What you should do >> Return the lines below exactly as they appear, please, starting with the first and ending with the one that contains "use axum::body::Bytes;".

The data Block Start

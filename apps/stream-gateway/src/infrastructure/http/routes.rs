//! Stream Routes
//!
//! REST lookups and the WebSocket stream handlers. Every stream handler
//! runs the same loop over its session's forward channel: attach a client,
//! write its events until the browser sends any frame (re-attach under the
//! same client id) or goes away (stop). The client is detached once, when
//! the session stops; a re-attach replaces the registry entry in place and
//! keeps its upstream references.

use std::sync::Arc;

use axum::Json;
use axum::body::Bytes;
use axum::extract::ws::{WebSocket, WebSocketUpgrade};
use axum::extract::{Path, State};
use axum::http::StatusCode;
use axum::response::{IntoResponse, Response};
use chrono::{DateTime, Utc};
use serde::{Deserialize, Serialize};
use tokio::sync::mpsc;

use super::AppState;
use crate::application::ports::{PersistenceError, TradeRecord};
use crate::domain::feed::{ClientId, Code};
use crate::domain::registry::{ClientReceiver, MarketReceivers, TradeClient};
use crate::infrastructure::websocket::{OutboundFrame, SessionError, SessionHandle, session};

// =============================================================================
// REST
// =============================================================================

/// Body of `GET /api/v1/stream/codes`.
#[derive(Debug, Clone, PartialEq, Eq, Serialize)]
pub struct CodesResponse {
    /// Subscribed codes in natural order.
    pub codes: Vec<Code>,
}

/// Body of `POST /api/v1/trade/records`: an order id or a time range.
#[derive(Debug, Clone, Default, PartialEq, Eq, Deserialize)]
pub struct TradeQuery {
    /// Order to look up.
    #[serde(default)]
    pub order_id: Option<String>,
    /// Inclusive lower bound on order time.
    #[serde(default)]
    pub start_time: Option<DateTime<Utc>>,
    /// Inclusive upper bound on order time.
    #[serde(default)]
    pub end_time: Option<DateTime<Utc>>,
}

/// A validated [`TradeQuery`].
#[derive(Debug, Clone, PartialEq, Eq)]
enum TradeSelector {
    Order(String),
    Range(DateTime<Utc>, DateTime<Utc>),
}

impl TryFrom<TradeQuery> for TradeSelector {
    type Error = &'static str;

    fn try_from(query: TradeQuery) -> Result<Self, Self::Error> {
        let order_id = query.order_id.filter(|id| !id.is_empty());
        match (order_id, query.start_time, query.end_time) {
            (Some(_), Some(_), _) | (Some(_), _, Some(_)) => {
                Err("order_id and time range are mutually exclusive")
            }
            (Some(order_id), None, None) => Ok(Self::Order(order_id)),
            (None, Some(start), Some(end)) if start <= end => Ok(Self::Range(start, end)),
            (None, Some(_), Some(_)) => Err("start_time is after end_time"),
            (None, _, _) => Err("either order_id or time range must be specified"),
        }
    }
}

#[derive(Debug, Serialize)]
struct ErrorResponse {
    error: String,
}

fn error_response(status: StatusCode, error: impl ToString) -> Response {
    (
        status,
        Json(ErrorResponse {
            error: error.to_string(),
        }),
    )
        .into_response()
}

fn records_response(result: Result<Vec<TradeRecord>, PersistenceError>) -> Response {
    match result {
        Ok(records) => Json(records).into_response(),
        Err(e) => {
            tracing::warn!(error = %e, "Trade records lookup failed");
            error_response(StatusCode::SERVICE_UNAVAILABLE, e)
        }
    }
}

pub(super) async fn subscribed_codes(State(state): State<Arc<AppState>>) -> Json<CodesResponse> {
    Json(CodesResponse {
        codes: state.market.subscribed_codes().await,
    })
}

pub(super) async fn subscribed_stock_codes(
    State(state): State<Arc<AppState>>,
) -> Json<CodesResponse> {
    Json(CodesResponse {
        codes: state.stock.subscribed_codes().await,
    })
}

pub(super) async fn trade_records(State(state): State<Arc<AppState>>) -> Response {
    records_response(state.trades.find_all().await)
}

pub(super) async fn query_trade_records(
    State(state): State<Arc<AppState>>,
    Json(query): Json<TradeQuery>,
) -> Response {
    let selector = match TradeSelector::try_from(query) {
        Ok(selector) => selector,
        Err(reason) => return error_response(StatusCode::BAD_REQUEST, reason),
    };
    let result = match selector {
        TradeSelector::Order(order_id) => state
            .trades
            .find_by_order_id(&order_id)
            .await
            .map(|record| record.into_iter().collect()),
        TradeSelector::Range(start, end) => state.trades.find_in_range(start, end).await,
    };
    records_response(result)
}

pub(super) async fn undone_trade_records(
    State(state): State<Arc<AppState>>,
    Path(code): Path<Code>,
) -> Response {
    records_response(state.trades.find_undone_by_code(&code).await)
}

pub(super) async fn trigger_trade_update(State(state): State<Arc<AppState>>) -> Response {
    match state.trade.trigger_update().await {
        Ok(()) => Json(serde_json::json!({})).into_response(),
        Err(e) => error_response(StatusCode::BAD_GATEWAY, e),
    }
}

// =============================================================================
// WebSocket Handlers
// =============================================================================

pub(super) async fn market_firehose(
    ws: WebSocketUpgrade,
    State(state): State<Arc<AppState>>,
) -> impl IntoResponse {
    ws.on_upgrade(move |socket| serve_market(socket, state, None))
}

pub(super) async fn market_single_code(
    ws: WebSocketUpgrade,
    State(state): State<Arc<AppState>>,
    Path(code): Path<Code>,
) -> impl IntoResponse {
    ws.on_upgrade(move |socket| serve_market(socket, state, Some(code)))
}

pub(super) async fn stock_firehose(
    ws: WebSocketUpgrade,
    State(state): State<Arc<AppState>>,
) -> impl IntoResponse {
    ws.on_upgrade(move |socket| serve_stock(socket, state, None))
}

pub(super) async fn stock_single_code(
    ws: WebSocketUpgrade,
    State(state): State<Arc<AppState>>,
    Path(code): Path<Code>,
) -> impl IntoResponse {
    ws.on_upgrade(move |socket| serve_stock(socket, state, Some(code)))
}

pub(super) async fn trade_firehose(
    ws: WebSocketUpgrade,
    State(state): State<Arc<AppState>>,
) -> impl IntoResponse {
    ws.on_upgrade(move |socket| serve_trade(socket, state, None))
}

pub(super) async fn trade_single_code(
    ws: WebSocketUpgrade,
    State(state): State<Arc<AppState>>,
    Path(code): Path<Code>,
) -> impl IntoResponse {
    ws.on_upgrade(move |socket| serve_trade(socket, state, Some(code)))
}

pub(super) async fn keep_alive(
    ws: WebSocketUpgrade,
    State(state): State<Arc<AppState>>,
) -> impl IntoResponse {
    ws.on_upgrade(move |socket| async move {
        let (forward_tx, mut forward_rx) = mpsc::channel(1);
        let session = session::start(socket, forward_tx, state.ws_buffer, &state.shutdown);
        while forward_rx.recv().await.is_some() {}
        session.close();
    })
}

// =============================================================================
// Session Loops
// =============================================================================

/// What the loop does after a client's pump returns.
#[derive(Debug, Clone, Copy, PartialEq, Eq)]
enum Next {
    Reattach,
    Stop,
}

impl From<Option<Bytes>> for Next {
    fn from(signal: Option<Bytes>) -> Self {
        if signal.is_some() {
            Self::Reattach
        } else {
            Self::Stop
        }
    }
}

async fn serve_market(socket: WebSocket, state: Arc<AppState>, code: Option<Code>) {
    let (forward_tx, mut forward_rx) = mpsc::channel(1);
    let session = session::start(socket, forward_tx, state.ws_buffer, &state.shutdown);
    let id = ClientId::new();
    tracing::debug!(client_id = %id, code = ?code, "Market session started");

    loop {
        let (client, receivers) = state.market.client_with_id(id);
        match &code {
            Some(code) => state.market.attach_single_code(code, client).await,
            None => state.market.attach_firehose(client).await,
        }
        if pump_market(&session, receivers, &mut forward_rx).await == Next::Stop {
            break;
        }
    }

    match &code {
        Some(code) => state.market.detach_single_code(code, id),
        None => state.market.detach_firehose(id),
    };
    session.close();
    tracing::debug!(client_id = %id, "Market session ended");
}

async fn serve_trade(socket: WebSocket, state: Arc<AppState>, code: Option<Code>) {
    let (forward_tx, mut forward_rx) = mpsc::channel(1);
    let session = session::start(socket, forward_tx, state.ws_buffer, &state.shutdown);
    let id = ClientId::new();
    tracing::debug!(client_id = %id, code = ?code, "Trade session started");

    loop {
        let (client, receiver) = TradeClient::with_id(id);
        match &code {
            Some(code) => state.trade.attach_single_code(code, client),
            None => state.trade.attach_firehose(client),
        }
        if pump_feed(&session, receiver, &mut forward_rx).await == Next::Stop {
            break;
        }
    }

    match &code {
        Some(code) => state.trade.detach_single_code(code, id),
        None => state.trade.detach_firehose(id),
    };
    session.close();
    tracing::debug!(client_id = %id, "Trade session ended");
}

async fn serve_stock(socket: WebSocket, state: Arc<AppState>, code: Option<Code>) {
    let (forward_tx, mut forward_rx) = mpsc::channel(1);
    let session = session::start(socket, forward_tx, state.ws_buffer, &state.shutdown);
    let id = ClientId::new();
    tracing::debug!(client_id = %id, code = ?code, "Stock session started");

    loop {
        let (client, receiver) = state.stock.client_with_id(id);
        match &code {
            Some(code) => state.stock.attach_single_code(code, client).await,
            None => state.stock.attach_firehose(client).await,
        }
        if pump_feed(&session, receiver, &mut forward_rx).await == Next::Stop {
            break;
        }
    }

    match &code {
        Some(code) => state.stock.detach_single_code(code, id),
        None => state.stock.detach_firehose(id),
    };
    session.close();
    tracing::debug!(client_id = %id, "Stock session ended");
}

async fn pump_market(
    session: &SessionHandle,
    mut receivers: MarketReceivers,
    forward: &mut mpsc::Receiver<Bytes>,
) -> Next {
    loop {
        tokio::select! {
            () = session.closed() => return Next::Stop,
            signal = forward.recv() => return signal.into(),
            Some(tick) = receivers.ticks.recv() => {
                if !write_frame(session, &tick) {
                    return Next::Stop;
                }
            }
            Some(bid_ask) = receivers.bid_asks.recv() => {
                if !write_frame(session, &bid_ask) {
                    return Next::Stop;
                }
            }
        }
    }
}

async fn pump_feed<E: OutboundFrame>(
    session: &SessionHandle,
    mut receiver: ClientReceiver<E>,
    forward: &mut mpsc::Receiver<Bytes>,
) -> Next {
    loop {
        tokio::select! {
            () = session.closed() => return Next::Stop,
            signal = forward.recv() => return signal.into(),
            Some(event) = receiver.recv() => {
                if !write_frame(session, &event) {
                    return Next::Stop;
                }
            }
        }
    }
}

/// Returns `false` once the session is closed. A full write buffer drops
/// the frame.
fn write_frame(session: &SessionHandle, event: &impl OutboundFrame) -> bool {
    match session.write_binary(event.encode_frame()) {
        Ok(()) => true,
        Err(SessionError::Full) => {
            tracing::trace!("Session write buffer full, frame dropped");
            true
        }
        Err(SessionError::Closed) => false,
    }
}

// =============================================================================
// Tests
// =============================================================================

#[cfg(test)]
mod tests {
    use super::*;

    #[test]
    fn forward_signal_means_reattach() {
        assert_eq!(Next::from(Some(Bytes::from_static(b"x"))), Next::Reattach);
        assert_eq!(Next::from(None), Next::Stop);
    }

    fn at(secs: i64) -> DateTime<Utc> {
        DateTime::from_timestamp(1_700_000_000 + secs, 0).unwrap()
    }

    #[test]
    fn order_id_query_selects_one_order() {
        let query = TradeQuery {
            order_id: Some("ord-1".to_string()),
            ..TradeQuery::default()
        };
        assert_eq!(
            TradeSelector::try_from(query),
            Ok(TradeSelector::Order("ord-1".to_string()))
        );
    }

    #[test]
    fn range_query_selects_range() {
        let query = TradeQuery {
            start_time: Some(at(0)),
            end_time: Some(at(60)),
            ..TradeQuery::default()
        };
        assert_eq!(
            TradeSelector::try_from(query),
            Ok(TradeSelector::Range(at(0), at(60)))
        );
    }

    #[test]
    fn incomplete_or_conflicting_queries_are_rejected() {
        let empty_id = TradeQuery {
            order_id: Some(String::new()),
            ..TradeQuery::default()
        };
        let half_range = TradeQuery {
            start_time: Some(at(0)),
            ..TradeQuery::default()
        };
        let both = TradeQuery {
            order_id: Some("ord-1".to_string()),
            start_time: Some(at(0)),
            end_time: Some(at(60)),
        };
        let inverted = TradeQuery {
            start_time: Some(at(60)),
            end_time: Some(at(0)),
            ..TradeQuery::default()
        };
        for query in [TradeQuery::default(), empty_id, half_range, both, inverted] {
            assert!(TradeSelector::try_from(query).is_err());
        }
    }
}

The data Block End

Answer area >>
filename apps/stream-gateway/src/infrastructure/http/routes.rs
//! Stream Routes
//!
//! REST lookups and the WebSocket stream handlers. Every stream handler
//! runs the same loop over its session's forward channel: attach a client,
//! write its events until the browser sends any frame (re-attach under the
//! same client id) or goes away (stop). The client is detached once, when
//! the session stops; a re-attach replaces the registry entry in place and
//! keeps its upstream references.

use std::sync::Arc;

use axum::Json;
use axum::body::Bytes;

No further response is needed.